//! Table-driven structural verifier.
//!
//! Checks are driven by the opcode metadata table; bespoke code is reserved
//! for semantics the category system cannot express (call signatures,
//! branch/parameter agreement, SSA dominance). The verifier accumulates
//! every diagnostic it finds in one pass rather than stopping at the first.

use serde::Serialize;

use crate::analysis::{Cfg, DomTree};
use crate::error::{Error, Result};
use crate::il::block::Terminator;
use crate::il::function::Function;
use crate::il::instr::Instr;
use crate::il::module::Module;
use crate::il::opcodes::{Opcode, TypeCategory};
use crate::il::types::Type;
use crate::il::value::{BlockId, TempId, Value};
use crate::support::source::SourceLoc;

/// One verifier finding
#[derive(Debug, Clone, Serialize)]
pub struct VerifyDiag {
    /// Function the finding is in, when applicable
    pub func: Option<String>,
    /// Block label, when applicable
    pub block: Option<String>,
    /// Instruction index within the block, when applicable
    pub ip: Option<usize>,
    /// What is wrong
    pub message: String,
    /// Source location, when known
    pub loc: SourceLoc,
}

impl std::fmt::Display for VerifyDiag {
    fn fmt(&self, f: &mut std::fmt::Formatter<'_>) -> std::fmt::Result {
        match (&self.func, &self.block, self.ip) {
            (Some(fun), Some(blk), Some(ip)) => {
                write!(f, "@{fun}/{blk}#{ip}: {}", self.message)
            }
            (Some(fun), Some(blk), None) => write!(f, "@{fun}/{blk}: {}", self.message),
            (Some(fun), None, None) => write!(f, "@{fun}: {}", self.message),
            _ => write!(f, "{}", self.message),
        }
    }
}
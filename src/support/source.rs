//! Source location records and the file-id table

use std::collections::HashMap;

use serde::Serialize;

/// Source position carried on instructions for diagnostics and debugging.
///
/// A component of `0` means "unknown"; [`SourceLoc::UNKNOWN`] is all zeros.
#[derive(Debug, Clone, Copy, PartialEq, Eq, Hash, Default, Serialize)]
pub struct SourceLoc {
    /// File id from a [`SourceManager`] (0 = unknown)
    pub file: u32,
    /// Line number (1-indexed, 0 = unknown)
    pub line: u32,
    /// Column number (1-indexed, 0 = unknown)
    pub col: u32,
}

impl SourceLoc {
    /// The unknown location
    pub const UNKNOWN: SourceLoc = SourceLoc {
        file: 0,
        line: 0,
        col: 0,
    };

    /// Create a fully known location
    pub fn new(file: u32, line: u32, col: u32) -> Self {
        SourceLoc { file, line, col }
    }

    /// True when at least a file and a line are known
    pub fn is_known(&self) -> bool {
        self.file != 0 && self.line != 0
    }
}

/// Interns file paths to dense non-zero ids.
///
/// Id 0 is reserved for "unknown" so a zeroed [`SourceLoc`] is always safe.
#[derive(Debug, Default, Clone)]
pub struct SourceManager {
    paths: Vec<String>,
    map: HashMap<String, u32>,
}

impl SourceManager {
    /// Create an empty file table
    pub fn new() -> Self {
        Self::default()
    }

    /// Intern a path, returning its non-zero file id
    pub fn intern(&mut self, path: &str) -> u32 {
        if let Some(&id) = self.map.get(path) {
            return id;
        }
        self.paths.push(path.to_string());
        let id = self.paths.len() as u32;
        self.map.insert(path.to_string(), id);
        id
    }

    /// Resolve a file id back to its path
    pub fn path(&self, id: u32) -> Option<&str> {
        if id == 0 {
            return None;
        }
        self.paths.get(id as usize - 1).map(|s| s.as_str())
    }

    /// Number of registered files
    pub fn len(&self) -> usize {
        self.paths.len()
    }

    /// True when no file has been registered
    pub fn is_empty(&self) -> bool {
        self.paths.is_empty()
    }
}

/// Normalize a path for breakpoint comparison: both `\` and `/` are accepted
/// as separators, and `.`/`..` components are collapsed.
pub fn normalize_path(path: &str) -> String {
    let mut parts: Vec<&str> = Vec::new();
    for part in path.split(['/', '\\']) {
        match part {
            "" | "." => {}
            ".." => {
                if parts.last().is_some_and(|p| *p != "..") {
                    parts.pop();
                } else {
                    parts.push("..");
                }
            }
            other => parts.push(other),
        }
    }
    let mut out = String::new();
    if path.starts_with(['/', '\\']) {
        out.push('/');
    }
    out.push_str(&parts.join("/"));
    out
}

/// Final component of a path, used as the breakpoint fallback comparison
pub fn basename(path: &str) -> &str {
    path.rsplit(['/', '\\']).next().unwrap_or(path)
}

#[cfg(test)]
mod tests {
    use super::*;

    #[test]
    fn test_file_ids_are_nonzero_and_stable() {
        let mut files = SourceManager::new();
        let a = files.intern("foo.bas");
        let b = files.intern("bar.bas");
        assert_eq!(a, 1);
        assert_eq!(b, 2);
        assert_eq!(files.intern("foo.bas"), a);
        assert_eq!(files.path(a), Some("foo.bas"));
        assert_eq!(files.path(0), None);
    }

    #[test]
    fn test_normalize_path() {
        assert_eq!(normalize_path("a\\b\\c.il"), "a/b/c.il");
        assert_eq!(normalize_path("./a/./b.il"), "a/b.il");
        assert_eq!(normalize_path("a/x/../b.il"), "a/b.il");
        assert_eq!(normalize_path("/abs/./p.il"), "/abs/p.il");
    }

    #[test]
    fn test_basename() {
        assert_eq!(basename("dir/sub/foo.il"), "foo.il");
        assert_eq!(basename("dir\\foo.il"), "foo.il");
        assert_eq!(basename("foo.il"), "foo.il");
    }
}
//! Deterministic printer for textual IL.
//!
//! Output order is the module's declaration order throughout, numeric
//! formats are canonical (decimal i64, shortest round-trip f64), and
//! unnamed temps are renumbered densely in textual definition order so the
//! printed form of a reparsed module is byte-stable.

use crate::il::block::Terminator;
use crate::il::function::Function;
use crate::il::instr::Instr;
use crate::il::module::{GlobalInit, Module, Visibility};
use crate::il::opcodes::Opcode;
use crate::il::types::Type;
use crate::il::value::Value;
use crate::support::source::SourceLoc;

/// Print a whole module in canonical form
pub fn print_module(m: &Module) -> String {
    let mut sections: Vec<String> = Vec::new();

    if !m.externs.is_empty() {
        let lines: Vec<String> = m
            .externs
            .iter()
            .map(|e| {
                let params: Vec<&str> = e.params.iter().map(|t| t.name()).collect();
                format!("extern @{}({}) -> {}", m.name(e.name), params.join(", "), e.ret)
            })
            .collect();
        sections.push(lines.join("\n"));
    }

    if !m.globals.is_empty() {
        let lines: Vec<String> = m
            .globals
            .iter()
            .map(|g| {
                let vis = match g.vis {
                    Visibility::Public => "",
                    Visibility::Internal => "internal ",
                };
                let konst = if g.is_const { "const " } else { "" };
                format!(
                    "global {}{}@{}: {} = {}",
                    vis,
                    konst,
                    m.name(g.name),
                    g.ty,
                    init_text(&g.init)
                )
            })
            .collect();
        sections.push(lines.join("\n"));
    }

    for f in &m.functions {
        sections.push(print_function(m, f));
    }

    let mut out = sections.join("\n\n");
    out.push('\n');
    out
}

fn init_text(init: &GlobalInit) -> String {
    match init {
        GlobalInit::Int(v) => v.to_string(),
        GlobalInit::Float(v) => format!("{v:?}"),
        GlobalInit::Str(s) => quote_str(s),
        GlobalInit::Null => "null".to_string(),
    }
}

/// Display names for every temp of a function, indexed by temp id.
/// Named temps keep their interned name; unnamed ones are numbered
/// `t0, t1, ...` in textual definition order.
pub fn temp_display_names(m: &Module, f: &Function) -> Vec<String> {
    let mut names = vec![String::new(); f.temp_count()];
    let mut next = 0usize;
    let mut assign = |names: &mut Vec<String>, temp: crate::il::value::TempId| {
        let text = match f.temp_name(temp) {
            Some(sym) => m.name(sym).to_string(),
            None => {
                let t = format!("t{next}");
                next += 1;
                t
            }
        };
        names[temp.index()] = text;
    };
    for p in &f.params {
        assign(&mut names, p.temp);
    }
    for b in &f.blocks {
        for p in &b.params {
            assign(&mut names, p.temp);
        }
        for i in &b.instrs {
            if let Some(d) = i.dest {
                assign(&mut names, d);
            }
        }
    }
    names
}

fn print_function(m: &Module, f: &Function) -> String {
    let names = temp_display_names(m, f);
    let mut out = String::new();

    let params: Vec<String> = f
        .params
        .iter()
        .map(|p| format!("%{}: {}", names[p.temp.index()], p.ty))
        .collect();
    let mut attrs = String::new();
    if f.attrs.is_pure {
        attrs.push_str(" pure");
    }
    if f.attrs.readonly {
        attrs.push_str(" readonly");
    }
    if f.attrs.noreturn {
        attrs.push_str(" noreturn");
    }
    out.push_str(&format!(
        "func @{}({}) -> {}{} {{\n",
        m.name(f.name),
        params.join(", "),
        f.ret,
        attrs
    ));

    for b in &f.blocks {
        if b.params.is_empty() {
            out.push_str(&format!("{}:\n", m.name(b.label)));
        } else {
            let ps: Vec<String> = b
                .params
                .iter()
                .map(|p| format!("%{}: {}", names[p.temp.index()], f.temp_type(p.temp)))
                .collect();
            out.push_str(&format!("{}({}):\n", m.name(b.label), ps.join(", ")));
        }
        for i in &b.instrs {
            out.push_str("  ");
            if let Some(d) = i.dest {
                out.push_str(&format!("%{} = ", names[d.index()]));
            }
            out.push_str(&op_body_text(m, &names, i));
            out.push_str(&loc_suffix(m, i.loc));
            out.push('\n');
        }
        if let Some(term) = &b.term {
            out.push_str("  ");
            out.push_str(&term_body_text(m, f, &names, term));
            out.push_str(&loc_suffix(m, b.term_loc));
            out.push('\n');
        }
    }
    out.push('}');
    out
}

/// Render one value in operand position
pub fn value_text(m: &Module, names: &[String], v: &Value) -> String {
    match v {
        Value::Temp(t) => format!("%{}", names[t.index()]),
        Value::ConstInt(i) => i.to_string(),
        Value::ConstFloat(x) => format!("{x:?}"),
        Value::ConstStr(g) | Value::GlobalAddr(g) => {
            format!("@{}", m.name(m.global(*g).name))
        }
        Value::NullPtr => "null".to_string(),
    }
}

/// Statement text after the optional `%dest = ` prefix, e.g. `add 1, 2`
/// or `load i64, %p`. Also used verbatim by `--trace=il`.
pub fn op_body_text(m: &Module, names: &[String], i: &Instr) -> String {
    let ops = |vals: &[Value]| -> String {
        vals.iter()
            .map(|v| value_text(m, names, v))
            .collect::<Vec<_>>()
            .join(", ")
    };
    match i.opcode {
        Opcode::Load | Opcode::Store | Opcode::Bitcast => {
            format!("{} {}, {}", i.opcode, i.ty, ops(&i.operands))
        }
        Opcode::Call => {
            let callee = i.callee.expect("call without callee");
            format!("call @{}({})", m.name(callee), ops(&i.operands))
        }
        _ if i.operands.is_empty() => i.opcode.to_string(),
        _ => format!("{} {}", i.opcode, ops(&i.operands)),
    }
}

/// Terminator text, e.g. `br loop(%t0)` or `ret 0`
pub fn term_body_text(m: &Module, f: &Function, names: &[String], term: &Terminator) -> String {
    let edge = |target: crate::il::value::BlockId, args: &[Value]| -> String {
        let label = m.name(f.block(target).label);
        if args.is_empty() {
            label.to_string()
        } else {
            let texts: Vec<String> = args.iter().map(|v| value_text(m, names, v)).collect();
            format!("{label}({})", texts.join(", "))
        }
    };
    match term {
        Terminator::Br { target, args } => format!("br {}", edge(*target, args)),
        Terminator::CBr {
            cond,
            then_target,
            then_args,
            else_target,
            else_args,
        } => format!(
            "cbr {}, {}, {}",
            value_text(m, names, cond),
            edge(*then_target, then_args),
            edge(*else_target, else_args)
        ),
        Terminator::Ret(Some(v)) => format!("ret {}", value_text(m, names, v)),
        Terminator::Ret(None) => "ret".to_string(),
        Terminator::Trap => "trap".to_string(),
    }
}

/// ` @file:line[:col]` when the location is known and not synthetic
/// (locations pointing into the module's own `.il` text are re-derived by
/// the parser and never re-printed).
fn loc_suffix(m: &Module, loc: SourceLoc) -> String {
    if !loc.is_known() || Some(loc.file) == m.self_file {
        return String::new();
    }
    let path = m.files.path(loc.file).unwrap_or("<unknown>");
    let path = if path_needs_quotes(path) {
        quote_str(path)
    } else {
        path.to_string()
    };
    if loc.col != 0 {
        format!(" @{}:{}:{}", path, loc.line, loc.col)
    } else {
        format!(" @{}:{}", path, loc.line)
    }
}

fn path_needs_quotes(path: &str) -> bool {
    let mut chars = path.chars();
    let Some(first) = chars.next() else {
        return true;
    };
    let ident_start =
        first.is_ascii_alphabetic() || matches!(first, '_' | '.' | '$' | '/' | '\\');
    let rest_ok = path
        .chars()
        .all(|c| c.is_ascii_alphanumeric() || matches!(c, '_' | '.' | '$' | '/' | '\\'));
    !(ident_start && rest_ok)
}

fn quote_str(s: &str) -> String {
    let mut out = String::with_capacity(s.len() + 2);
    out.push('"');
    for b in s.bytes() {
        match b {
            b'"' => out.push_str("\\\""),
            b'\\' => out.push_str("\\\\"),
            0x20..=0x7E => out.push(b as char),
            other => out.push_str(&format!("\\{other:02X}")),
        }
    }
    out.push('"');
    out
}

#[cfg(test)]
mod tests {
    use super::*;
    use crate::il::builder::Builder;

    #[test]
    fn test_print_simple_module() {
        let mut m = Module::new();
        let mut b = Builder::new(&mut m);
        b.create_function("main", &[], Type::I64).unwrap();
        let entry = b.create_block("entry").unwrap();
        b.switch_block(entry).unwrap();
        let t0 = b.add(Value::ConstInt(1), Value::ConstInt(2)).unwrap();
        let _t1 = b.mul(t0, Value::ConstInt(3)).unwrap();
        b.ret(Some(Value::ConstInt(0))).unwrap();

        let text = print_module(&m);
        let expected = "\
func @main() -> i64 {
entry:
  %t0 = add 1, 2
  %t1 = mul %t0, 3
  ret 0
}
";
        assert_eq!(text, expected);
    }

    #[test]
    fn test_print_externs_globals_and_strings() {
        let mut m = Module::new();
        let greeting = m.intern_str_literal("HI\n");
        let mut b = Builder::new(&mut m);
        b.declare_extern("rt_print_str", &[Type::Str], Type::Void)
            .unwrap();
        b.create_function("main", &[], Type::Void).unwrap();
        let entry = b.create_block("entry").unwrap();
        b.switch_block(entry).unwrap();
        b.call("rt_print_str", &[Value::ConstStr(greeting)]).unwrap();
        b.ret(None).unwrap();

        let text = print_module(&m);
        let expected = "\
extern @rt_print_str(str) -> void

global internal const @.str0: str = \"HI\\0A\"

func @main() -> void {
entry:
  call @rt_print_str(@.str0)
  ret
}
";
        assert_eq!(text, expected);
    }

    #[test]
    fn test_float_formats_round_trip() {
        assert_eq!(format!("{:?}", 3.0_f64), "3.0");
        assert_eq!(format!("{:?}", 0.1_f64), "0.1");
        assert_eq!(format!("{:?}", f64::INFINITY), "inf");
        assert_eq!(format!("{:?}", f64::NAN), "NaN");
    }

    #[test]
    fn test_block_params_and_branches() {
        let mut m = Module::new();
        let mut b = Builder::new(&mut m);
        b.create_function("count", &[("n", Type::I64)], Type::I64)
            .unwrap();
        let entry = b.create_block("entry").unwrap();
        let loop_b = b.create_block("loop").unwrap();
        let done = b.create_block("done").unwrap();
        let i = b.add_block_param(loop_b, "i", Type::I64).unwrap();
        let r = b.add_block_param(done, "r", Type::I64).unwrap();
        b.switch_block(entry).unwrap();
        let n = b.param_values().unwrap()[0];
        b.br(loop_b, &[Value::ConstInt(0)]).unwrap();
        b.switch_block(loop_b).unwrap();
        let c = b.icmp(Opcode::ICmpSlt, i, n).unwrap();
        let next = b.add(i, Value::ConstInt(1)).unwrap();
        b.cbr(c, loop_b, &[next], done, &[i]).unwrap();
        b.switch_block(done).unwrap();
        b.ret(Some(r)).unwrap();

        let text = print_module(&m);
        let expected = "\
func @count(%n: i64) -> i64 {
entry:
  br loop(0)
loop(%i: i64):
  %t0 = icmp_slt %i, %n
  %t1 = add %i, 1
  cbr %t0, loop(%t1), done(%i)
done(%r: i64):
  ret %r
}
";
        assert_eq!(text, expected);
    }
}
fn result_type(cat: TypeCategory) -> Type {
    match cat {
        TypeCategory::Void => Type::Void,
        TypeCategory::I1 => Type::I1,
        TypeCategory::I64 => Type::I64,
        TypeCategory::F64 => Type::F64,
        TypeCategory::Ptr => Type::Ptr,
        TypeCategory::Str => Type::Str,
        // Polymorphic results are typed explicitly by their emit helpers.
        TypeCategory::Any => Type::Void,
    }
}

.....

## WHAT TO PRODUCE
From the first line of the records above to the line that contains "The verifier accumulates", quote each line exactly.

## PROBLEM SOLUTION
//! Table-driven structural verifier.
//!
//! Checks are driven by the opcode metadata table; bespoke code is reserved
//! for semantics the category system cannot express (call signatures,
//! branch/parameter agreement, SSA dominance). The verifier accumulates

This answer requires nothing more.